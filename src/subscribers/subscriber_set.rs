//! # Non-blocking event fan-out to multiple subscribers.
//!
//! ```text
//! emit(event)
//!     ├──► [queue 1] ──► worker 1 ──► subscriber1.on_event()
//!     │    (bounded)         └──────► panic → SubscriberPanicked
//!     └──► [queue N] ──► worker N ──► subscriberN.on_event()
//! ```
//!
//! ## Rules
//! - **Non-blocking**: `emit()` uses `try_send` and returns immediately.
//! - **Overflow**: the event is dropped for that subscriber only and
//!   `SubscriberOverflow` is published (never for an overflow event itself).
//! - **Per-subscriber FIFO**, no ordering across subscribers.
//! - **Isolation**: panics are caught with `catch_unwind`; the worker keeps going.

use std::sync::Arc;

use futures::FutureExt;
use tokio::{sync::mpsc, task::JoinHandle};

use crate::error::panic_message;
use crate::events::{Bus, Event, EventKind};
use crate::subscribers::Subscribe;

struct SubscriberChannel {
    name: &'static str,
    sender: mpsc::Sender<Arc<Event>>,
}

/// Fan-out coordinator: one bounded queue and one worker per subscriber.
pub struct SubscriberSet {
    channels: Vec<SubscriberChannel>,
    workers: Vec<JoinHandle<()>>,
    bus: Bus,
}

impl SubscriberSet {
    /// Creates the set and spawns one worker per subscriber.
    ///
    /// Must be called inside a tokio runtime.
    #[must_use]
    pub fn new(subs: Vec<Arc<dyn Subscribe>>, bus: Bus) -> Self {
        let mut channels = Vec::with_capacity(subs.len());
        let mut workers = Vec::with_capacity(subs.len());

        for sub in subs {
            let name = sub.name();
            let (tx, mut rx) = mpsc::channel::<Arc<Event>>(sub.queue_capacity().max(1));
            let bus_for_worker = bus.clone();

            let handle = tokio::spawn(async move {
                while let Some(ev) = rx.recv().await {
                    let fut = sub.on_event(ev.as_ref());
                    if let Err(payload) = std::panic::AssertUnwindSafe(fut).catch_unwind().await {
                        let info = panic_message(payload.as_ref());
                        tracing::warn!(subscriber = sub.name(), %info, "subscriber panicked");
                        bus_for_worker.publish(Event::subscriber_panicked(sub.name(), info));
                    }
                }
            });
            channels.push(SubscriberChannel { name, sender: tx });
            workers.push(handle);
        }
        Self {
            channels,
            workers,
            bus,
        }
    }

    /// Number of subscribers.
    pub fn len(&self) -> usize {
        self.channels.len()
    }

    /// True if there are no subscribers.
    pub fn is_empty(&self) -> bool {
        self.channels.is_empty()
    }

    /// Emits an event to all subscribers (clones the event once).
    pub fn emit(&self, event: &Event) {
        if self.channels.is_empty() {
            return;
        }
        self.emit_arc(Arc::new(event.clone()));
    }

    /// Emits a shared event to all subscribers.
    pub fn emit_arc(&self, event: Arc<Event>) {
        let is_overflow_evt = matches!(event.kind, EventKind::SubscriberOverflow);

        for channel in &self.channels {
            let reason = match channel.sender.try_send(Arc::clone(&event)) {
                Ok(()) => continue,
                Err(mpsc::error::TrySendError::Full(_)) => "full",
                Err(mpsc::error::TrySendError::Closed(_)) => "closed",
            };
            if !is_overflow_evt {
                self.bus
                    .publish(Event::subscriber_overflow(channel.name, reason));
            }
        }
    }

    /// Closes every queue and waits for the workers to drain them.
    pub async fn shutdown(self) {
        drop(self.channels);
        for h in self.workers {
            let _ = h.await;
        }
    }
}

...

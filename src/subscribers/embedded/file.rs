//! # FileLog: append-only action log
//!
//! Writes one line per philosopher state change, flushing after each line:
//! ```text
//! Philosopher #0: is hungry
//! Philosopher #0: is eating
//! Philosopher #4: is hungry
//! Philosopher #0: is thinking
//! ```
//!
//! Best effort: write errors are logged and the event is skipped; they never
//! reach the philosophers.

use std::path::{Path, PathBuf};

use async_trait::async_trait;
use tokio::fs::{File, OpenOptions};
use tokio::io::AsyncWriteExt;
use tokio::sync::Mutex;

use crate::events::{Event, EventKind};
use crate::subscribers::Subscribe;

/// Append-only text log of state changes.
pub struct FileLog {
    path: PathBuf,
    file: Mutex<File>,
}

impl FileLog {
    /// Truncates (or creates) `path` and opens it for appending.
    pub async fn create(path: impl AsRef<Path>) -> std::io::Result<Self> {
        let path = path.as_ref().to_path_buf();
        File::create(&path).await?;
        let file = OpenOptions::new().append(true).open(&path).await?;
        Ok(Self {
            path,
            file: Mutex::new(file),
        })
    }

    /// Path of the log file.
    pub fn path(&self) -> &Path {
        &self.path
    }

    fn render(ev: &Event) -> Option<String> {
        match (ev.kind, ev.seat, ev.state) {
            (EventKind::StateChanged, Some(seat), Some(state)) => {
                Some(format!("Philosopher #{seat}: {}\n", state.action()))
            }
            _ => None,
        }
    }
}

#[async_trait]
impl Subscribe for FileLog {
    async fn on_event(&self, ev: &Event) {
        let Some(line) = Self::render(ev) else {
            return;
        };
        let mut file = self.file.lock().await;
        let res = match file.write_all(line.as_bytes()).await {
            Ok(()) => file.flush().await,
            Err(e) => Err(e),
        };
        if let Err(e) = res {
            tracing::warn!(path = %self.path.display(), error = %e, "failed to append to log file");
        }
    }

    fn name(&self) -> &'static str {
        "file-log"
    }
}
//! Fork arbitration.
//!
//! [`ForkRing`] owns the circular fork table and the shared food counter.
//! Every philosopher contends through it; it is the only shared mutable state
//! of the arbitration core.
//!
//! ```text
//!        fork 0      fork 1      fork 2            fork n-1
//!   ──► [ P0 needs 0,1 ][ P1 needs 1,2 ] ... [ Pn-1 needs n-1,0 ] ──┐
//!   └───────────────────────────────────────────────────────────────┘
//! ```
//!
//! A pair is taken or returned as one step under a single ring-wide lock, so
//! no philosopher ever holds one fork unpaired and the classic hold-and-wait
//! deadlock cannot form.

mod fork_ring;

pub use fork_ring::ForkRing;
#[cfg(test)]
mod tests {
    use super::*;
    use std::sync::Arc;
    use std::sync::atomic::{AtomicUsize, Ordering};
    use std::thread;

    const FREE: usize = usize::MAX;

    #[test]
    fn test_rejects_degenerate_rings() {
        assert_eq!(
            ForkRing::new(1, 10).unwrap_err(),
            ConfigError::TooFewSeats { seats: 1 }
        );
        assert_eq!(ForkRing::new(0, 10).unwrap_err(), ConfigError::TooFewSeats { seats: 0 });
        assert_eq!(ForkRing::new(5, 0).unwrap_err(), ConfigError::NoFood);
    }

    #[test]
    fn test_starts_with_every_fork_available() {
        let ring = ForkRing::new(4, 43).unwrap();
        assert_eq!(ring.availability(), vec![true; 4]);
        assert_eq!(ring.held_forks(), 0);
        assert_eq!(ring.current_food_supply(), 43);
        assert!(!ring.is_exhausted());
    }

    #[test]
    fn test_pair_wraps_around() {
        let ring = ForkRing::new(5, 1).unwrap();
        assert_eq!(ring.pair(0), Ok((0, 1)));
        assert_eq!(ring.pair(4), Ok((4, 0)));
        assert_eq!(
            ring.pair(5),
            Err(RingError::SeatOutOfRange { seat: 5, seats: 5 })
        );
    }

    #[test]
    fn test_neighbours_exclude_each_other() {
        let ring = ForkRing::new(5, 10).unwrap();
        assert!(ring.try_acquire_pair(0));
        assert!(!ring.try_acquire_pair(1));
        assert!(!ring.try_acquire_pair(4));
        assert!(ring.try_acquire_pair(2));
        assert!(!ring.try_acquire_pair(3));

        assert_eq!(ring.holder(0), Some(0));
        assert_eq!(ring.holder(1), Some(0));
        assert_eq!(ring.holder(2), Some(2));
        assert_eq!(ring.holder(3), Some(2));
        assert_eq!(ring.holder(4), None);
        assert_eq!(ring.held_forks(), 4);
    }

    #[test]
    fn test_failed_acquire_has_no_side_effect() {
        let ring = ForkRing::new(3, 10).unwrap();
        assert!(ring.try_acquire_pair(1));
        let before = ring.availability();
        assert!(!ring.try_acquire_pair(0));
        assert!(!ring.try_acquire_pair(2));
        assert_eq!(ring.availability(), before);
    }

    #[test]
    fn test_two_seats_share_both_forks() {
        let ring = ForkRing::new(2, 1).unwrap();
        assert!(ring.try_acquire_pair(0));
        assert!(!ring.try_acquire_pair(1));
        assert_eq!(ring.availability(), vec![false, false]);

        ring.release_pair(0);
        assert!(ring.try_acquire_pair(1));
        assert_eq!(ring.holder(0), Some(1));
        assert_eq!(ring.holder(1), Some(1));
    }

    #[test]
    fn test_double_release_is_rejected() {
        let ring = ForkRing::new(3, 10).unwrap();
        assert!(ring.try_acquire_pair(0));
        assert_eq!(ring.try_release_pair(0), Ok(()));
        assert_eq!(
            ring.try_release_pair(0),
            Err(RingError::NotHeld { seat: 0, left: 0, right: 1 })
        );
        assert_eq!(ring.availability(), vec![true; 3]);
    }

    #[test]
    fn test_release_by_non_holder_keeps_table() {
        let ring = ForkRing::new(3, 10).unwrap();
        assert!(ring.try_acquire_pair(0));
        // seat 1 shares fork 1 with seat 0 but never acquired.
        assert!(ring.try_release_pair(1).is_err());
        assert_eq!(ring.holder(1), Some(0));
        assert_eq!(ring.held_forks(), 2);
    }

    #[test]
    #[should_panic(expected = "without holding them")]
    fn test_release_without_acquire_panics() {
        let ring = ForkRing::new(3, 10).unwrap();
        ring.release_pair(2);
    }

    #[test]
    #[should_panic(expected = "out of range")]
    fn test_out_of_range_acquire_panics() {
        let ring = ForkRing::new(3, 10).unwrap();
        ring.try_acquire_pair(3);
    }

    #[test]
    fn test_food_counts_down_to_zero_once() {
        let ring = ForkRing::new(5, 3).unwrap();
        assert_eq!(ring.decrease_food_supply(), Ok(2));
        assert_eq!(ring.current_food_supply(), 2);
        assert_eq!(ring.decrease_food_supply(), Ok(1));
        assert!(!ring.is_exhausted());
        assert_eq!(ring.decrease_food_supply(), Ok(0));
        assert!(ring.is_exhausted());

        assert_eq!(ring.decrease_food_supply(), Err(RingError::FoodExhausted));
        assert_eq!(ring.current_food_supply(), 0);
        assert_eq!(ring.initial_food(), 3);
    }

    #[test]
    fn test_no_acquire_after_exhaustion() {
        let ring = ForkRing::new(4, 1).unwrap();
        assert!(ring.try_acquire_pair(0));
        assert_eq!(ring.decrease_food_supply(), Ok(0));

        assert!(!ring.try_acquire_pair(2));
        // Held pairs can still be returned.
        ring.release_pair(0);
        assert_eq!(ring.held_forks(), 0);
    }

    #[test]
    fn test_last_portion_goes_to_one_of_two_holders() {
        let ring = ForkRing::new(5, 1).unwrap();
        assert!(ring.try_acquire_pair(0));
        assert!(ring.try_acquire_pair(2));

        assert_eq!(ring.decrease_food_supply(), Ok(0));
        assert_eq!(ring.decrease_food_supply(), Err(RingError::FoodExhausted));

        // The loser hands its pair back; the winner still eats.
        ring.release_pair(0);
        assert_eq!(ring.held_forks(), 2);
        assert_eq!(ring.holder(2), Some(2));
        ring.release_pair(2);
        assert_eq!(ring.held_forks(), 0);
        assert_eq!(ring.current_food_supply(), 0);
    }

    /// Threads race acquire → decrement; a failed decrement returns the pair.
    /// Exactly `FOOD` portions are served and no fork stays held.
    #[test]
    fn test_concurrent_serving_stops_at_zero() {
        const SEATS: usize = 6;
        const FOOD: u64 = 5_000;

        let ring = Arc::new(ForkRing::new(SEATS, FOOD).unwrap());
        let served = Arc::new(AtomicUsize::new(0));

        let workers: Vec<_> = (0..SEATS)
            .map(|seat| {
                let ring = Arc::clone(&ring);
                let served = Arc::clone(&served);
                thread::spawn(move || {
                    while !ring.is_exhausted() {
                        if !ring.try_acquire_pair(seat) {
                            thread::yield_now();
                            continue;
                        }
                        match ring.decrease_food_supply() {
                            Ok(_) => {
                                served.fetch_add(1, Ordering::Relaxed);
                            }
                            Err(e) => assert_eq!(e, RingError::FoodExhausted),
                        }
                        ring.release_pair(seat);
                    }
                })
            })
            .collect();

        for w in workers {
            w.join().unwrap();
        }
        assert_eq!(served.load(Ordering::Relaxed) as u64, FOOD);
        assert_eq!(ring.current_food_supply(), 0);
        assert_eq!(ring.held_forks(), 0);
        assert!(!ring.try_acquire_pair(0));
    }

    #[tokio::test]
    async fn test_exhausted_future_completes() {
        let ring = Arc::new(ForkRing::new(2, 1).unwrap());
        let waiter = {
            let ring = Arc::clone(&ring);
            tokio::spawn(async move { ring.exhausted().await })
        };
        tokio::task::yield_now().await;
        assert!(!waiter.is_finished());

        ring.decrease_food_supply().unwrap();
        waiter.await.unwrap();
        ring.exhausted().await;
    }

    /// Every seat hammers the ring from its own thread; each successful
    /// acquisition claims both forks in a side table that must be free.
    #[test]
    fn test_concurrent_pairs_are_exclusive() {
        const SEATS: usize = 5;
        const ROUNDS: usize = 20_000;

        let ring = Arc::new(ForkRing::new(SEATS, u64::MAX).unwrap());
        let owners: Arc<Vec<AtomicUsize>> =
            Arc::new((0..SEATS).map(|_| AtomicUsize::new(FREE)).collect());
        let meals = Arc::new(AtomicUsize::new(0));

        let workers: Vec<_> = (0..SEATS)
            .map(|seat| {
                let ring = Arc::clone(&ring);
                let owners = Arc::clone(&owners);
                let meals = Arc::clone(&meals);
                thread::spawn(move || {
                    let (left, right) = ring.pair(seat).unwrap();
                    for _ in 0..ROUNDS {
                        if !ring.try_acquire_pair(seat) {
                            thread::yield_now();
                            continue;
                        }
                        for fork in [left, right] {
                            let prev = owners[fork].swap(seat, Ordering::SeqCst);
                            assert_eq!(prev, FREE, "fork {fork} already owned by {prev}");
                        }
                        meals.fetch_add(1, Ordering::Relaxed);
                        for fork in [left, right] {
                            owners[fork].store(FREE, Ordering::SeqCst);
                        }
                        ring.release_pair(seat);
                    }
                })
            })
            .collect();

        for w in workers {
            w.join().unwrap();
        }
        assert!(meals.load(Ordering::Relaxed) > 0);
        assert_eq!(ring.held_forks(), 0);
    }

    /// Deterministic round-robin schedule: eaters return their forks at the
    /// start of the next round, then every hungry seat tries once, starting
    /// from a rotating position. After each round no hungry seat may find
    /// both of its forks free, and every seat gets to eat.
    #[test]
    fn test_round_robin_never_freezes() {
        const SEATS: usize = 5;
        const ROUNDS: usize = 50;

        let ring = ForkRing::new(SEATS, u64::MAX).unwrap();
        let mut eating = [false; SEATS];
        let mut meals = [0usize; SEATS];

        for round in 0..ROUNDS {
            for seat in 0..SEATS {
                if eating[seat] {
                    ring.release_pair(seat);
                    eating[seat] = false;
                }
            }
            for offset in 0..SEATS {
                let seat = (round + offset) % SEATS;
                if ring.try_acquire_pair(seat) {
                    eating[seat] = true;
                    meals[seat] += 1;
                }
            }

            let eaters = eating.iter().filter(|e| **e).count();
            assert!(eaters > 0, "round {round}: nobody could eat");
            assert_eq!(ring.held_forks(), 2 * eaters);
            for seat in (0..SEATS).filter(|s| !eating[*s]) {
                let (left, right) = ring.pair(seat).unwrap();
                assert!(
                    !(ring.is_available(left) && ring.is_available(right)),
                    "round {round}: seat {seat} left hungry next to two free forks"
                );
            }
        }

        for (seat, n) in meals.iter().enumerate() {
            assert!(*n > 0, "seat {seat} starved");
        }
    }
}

--

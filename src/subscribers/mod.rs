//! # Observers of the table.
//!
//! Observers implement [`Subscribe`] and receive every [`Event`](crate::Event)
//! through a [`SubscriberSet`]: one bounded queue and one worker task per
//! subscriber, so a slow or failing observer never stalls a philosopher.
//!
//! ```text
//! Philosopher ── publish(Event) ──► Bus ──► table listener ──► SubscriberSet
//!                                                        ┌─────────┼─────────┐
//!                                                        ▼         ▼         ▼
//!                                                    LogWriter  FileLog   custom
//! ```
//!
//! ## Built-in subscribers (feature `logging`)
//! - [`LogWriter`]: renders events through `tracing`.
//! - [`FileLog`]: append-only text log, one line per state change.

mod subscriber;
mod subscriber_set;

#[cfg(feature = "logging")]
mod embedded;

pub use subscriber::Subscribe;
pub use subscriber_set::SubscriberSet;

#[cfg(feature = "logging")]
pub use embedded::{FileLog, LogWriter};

WHAT IS REQUIRED —
Using the material above, return each line in which the word "EventKind" occurs.

TASK SOLUTION —
use crate::events::{Bus, Event, EventKind};
        let is_overflow_evt = matches!(event.kind, EventKind::SubscriberOverflow);
use crate::events::{Event, EventKind};
            (EventKind::StateChanged, Some(seat), Some(state)) => {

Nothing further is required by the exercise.